Total Deductions = FWR +SWR + Hospital + Union Fees )

*Calculate the net pay using the formula:

Net pay = Total Wages - Total Deductions..

Output has to look like this in a black dos screen

Employee:
Hours Worked:
Hourly Rate:
Total Wages:

*Deductions
Fed Withholding:
State Withholding:
Hospitalization fees:
Union Dues Fees

Total Deductions:
Total Pay:
... 
Finally my code is the following

#include <iostream>
#include <iomanip>
#include <string>

using namespace std;
int main()

{
string initials;

const double hourlyRate = 8,75; 
const double hoursworked = 40.00;
const double total wages = hourlyRate*hoursworked // ( rate*hourly )
const double FWRate = .18;
const double SWRate = .045;
const double Hospitalization = 23.65;
const double Union dues = .02

cout<<fixed<<showpoint<<setprecision(2);

string Initials;
cout<<"Enter initials\t\t"<<endl;
cin>>Initials;
cout<<"Hours Worked\t\t">>endl;
}

however I get like 11 errors, would anyone please point me out in the right direction? I am not asking you to do my homework just suggestion or anything will really help. I am really new into coding so i might have done something wrong I'll keep updating to see my payroll program goes.

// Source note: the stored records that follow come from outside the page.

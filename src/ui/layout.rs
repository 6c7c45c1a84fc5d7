use ratatui::layout::Rect;

pub fn layout_regions(area: Rect) -> (Rect, Rect, Rect) {
    let header_height = area.height.min(3);
    let footer_height = 3.min(area.height.saturating_sub(header_height));
    let header = Rect {
        x: area.x,
        y: area.y,
        width: area.width,
        height: header_height,
    };
    let footer = Rect {
        x: area.x,
        y: area.y + area.height.saturating_sub(footer_height),
        width: area.width,
        height: footer_height,
    };
    let body = Rect {
        x: area.x,
        y: area.y + header_height,
        width: area.width,
        height: area.height.saturating_sub(header_height + footer_height),
    };
    (header, body, footer)
}

/// A `width` x `height` rect centered in `area`, clipped to it.
pub fn centered_rect_by_size(area: Rect, width: u16, height: u16) -> Rect {
    let width = width.min(area.width);
    let height = height.min(area.height);
    Rect {
        x: area.x + (area.width - width) / 2,
        y: area.y + (area.height - height) / 2,
        width,
        height,
    }
}

/// A one-line-plus-border strip near the bottom of `area`, for toasts.
pub fn toast_rect(area: Rect, width: u16) -> Rect {
    let width = width.min(area.width);
    let height = 3.min(area.height);
    Rect {
        x: area.x + (area.width - width) / 2,
        y: area.y + area.height.saturating_sub(height + 1),
        width,
        height,
    }
}
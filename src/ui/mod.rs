pub mod app;
pub mod effects;
pub mod events;
pub mod footer;
pub mod form;
pub mod header;
pub mod input;
pub mod layout;
pub mod mvi;
pub mod render;
pub mod runtime;
pub mod scene;
pub mod terminal_guard;
pub mod theme;
pub mod toast;

pub use runtime::run;
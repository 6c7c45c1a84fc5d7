use uuid::Uuid;

use crate::submission::error::{SubmitError, TransportError};
use crate::submission::payload::RsvpPayload;
use crate::submission::worker::{AttemptId, SubmissionReport, SubmitCommand, SubmitSender};
use crate::themes::ThemeId;
use crate::ui::form::RsvpForm;

#[derive(Debug, Clone, Copy, PartialEq, Eq, Default)]
pub struct SubmissionState {
    /// True only while a request is on the wire.
    pub in_flight: bool,
    /// Set once a request has gone out without a transport fault.
    pub submitted: bool,
    attempt: Option<AttemptId>,
}

impl SubmissionState {
    pub fn attempt(&self) -> Option<AttemptId> {
        self.attempt
    }
}

#[derive(Debug, Clone, Copy, PartialEq, Eq)]
pub enum Dispatch {
    Sent(AttemptId),
    /// A previous attempt is still on the wire; nothing was sent.
    Busy,
}

pub struct SubmissionWorkflow {
    state: SubmissionState,
    sender: Option<SubmitSender>,
}

impl SubmissionWorkflow {
    pub fn new(sender: Option<SubmitSender>) -> Self {
        Self {
            state: SubmissionState::default(),
            sender,
        }
    }

    pub fn state(&self) -> SubmissionState {
        self.state
    }

    pub fn in_flight(&self) -> bool {
        self.state.in_flight
    }

    pub fn submitted(&self) -> bool {
        self.state.submitted
    }

    pub fn set_sender(&mut self, sender: SubmitSender) {
        self.sender = Some(sender);
    }

    /// Validate and hand exactly one request to the worker.
    pub fn submit(
        &mut self,
        form: &RsvpForm,
        theme: Option<ThemeId>,
    ) -> Result<Dispatch, SubmitError> {
        if self.state.in_flight {
            return Ok(Dispatch::Busy);
        }
        let payload = RsvpPayload::snapshot(form, theme)?;
        let attempt = Uuid::new_v4();

        self.state.in_flight = true;
        self.state.attempt = Some(attempt);
        // Cleared again on every early return below.
        let state = scopeguard::guard(&mut self.state, |state| {
            state.in_flight = false;
            state.attempt = None;
        });

        let sender = self.sender.as_ref().ok_or(TransportError::WorkerUnavailable)?;
        sender
            .try_send(SubmitCommand { attempt, payload })
            .map_err(|_| TransportError::WorkerUnavailable)?;

        scopeguard::ScopeGuard::into_inner(state);
        tracing::info!(target: "submission", %attempt, "rsvp dispatched");
        Ok(Dispatch::Sent(attempt))
    }

    /// Apply a worker report. Returns `None` for a report that does not
    /// belong to the current attempt (abandoned by navigation).
    pub fn finish(&mut self, report: SubmissionReport) -> Option<Result<(), TransportError>> {
        if self.state.attempt != Some(report.attempt) {
            tracing::debug!(target: "submission", attempt = %report.attempt, "stale report ignored");
            return None;
        }
        self.state.in_flight = false;
        self.state.attempt = None;
        if report.result.is_ok() {
            self.state.submitted = true;
        }
        Some(report.result)
    }

    /// Forget the current attempt without cancelling it. Its report will be
    /// ignored when it arrives.
    pub fn reset(&mut self) {
        if let Some(attempt) = self.state.attempt {
            tracing::debug!(target: "submission", %attempt, "attempt abandoned");
        }
        self.state = SubmissionState::default();
    }
}
//! Shared test utilities and mock infrastructure.

#![allow(dead_code, unused_imports)]

pub mod mock_endpoint;

use knock_rsvp::config::TimingsConfig;
use knock_rsvp::submission::{SubmitCommand, SubmitSender};
use knock_rsvp::themes::ThemeId;
use knock_rsvp::ui::app::App;
use knock_rsvp::ui::scene::{Scene, SceneState};
use std::net::TcpListener;
use std::path::PathBuf;
use tempfile::TempDir;
use tokio::sync::mpsc;

/// Find a port nothing is listening on.
pub fn free_port() -> u16 {
    let listener = TcpListener::bind("127.0.0.1:0").expect("Failed to bind to free port");
    listener.local_addr().unwrap().port()
}

/// Write `content` to a `config.toml` inside a fresh temp dir.
pub fn temp_config(content: &str) -> (TempDir, PathBuf) {
    let temp_dir = TempDir::new().expect("Failed to create temp dir");
    let config_path = temp_dir.path().join("config.toml");
    std::fs::write(&config_path, content).expect("Failed to write config");
    (temp_dir, config_path)
}

// -- App helpers --------------------------------------------------------------

/// App in door mode, with a command channel standing in for the worker.
pub fn make_app() -> (App, mpsc::Receiver<SubmitCommand>) {
    make_app_with(SceneState::door(ThemeId::Perk))
}

pub fn make_picker_app() -> (App, mpsc::Receiver<SubmitCommand>) {
    make_app_with(SceneState::picker())
}

pub fn make_app_with(scene: SceneState) -> (App, mpsc::Receiver<SubmitCommand>) {
    let (tx, rx): (SubmitSender, _) = mpsc::channel(4);
    let mut app = App::new(scene, TimingsConfig::default());
    app.set_submit_sender(tx);
    (app, rx)
}

/// Door-mode app already past the door.
pub fn app_at_form() -> (App, mpsc::Receiver<SubmitCommand>) {
    let (mut app, rx) = make_app();
    app.open_door();
    assert_eq!(app.scene(), Scene::InvitationForm);
    (app, rx)
}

TL;TR> Would you please point me out in the right direction


----------



## Ent (Apr 11, 2009)

I don't really do C, but here's my comments.

I'm sure this should have a dot rather than a comma.
const double hourlyRate = 8,75;

I'd suspect that you don't really want constants in some of those roles however. At some point you'd want your program to get the value of hoursworked and wage rate from a database or keyboard. (even under communist Russia not everyone has the same wages). It's better to have even values that don't change regularly (like the tax rate) set up so that they _can_ be changed without recompiling the entire program.


----------



## -Fabez- (Jul 28, 2008)

Your program had a few errors, which I have fixed for you. The revised code is shown below, with the errors and thier relevent fixes annotated by comments.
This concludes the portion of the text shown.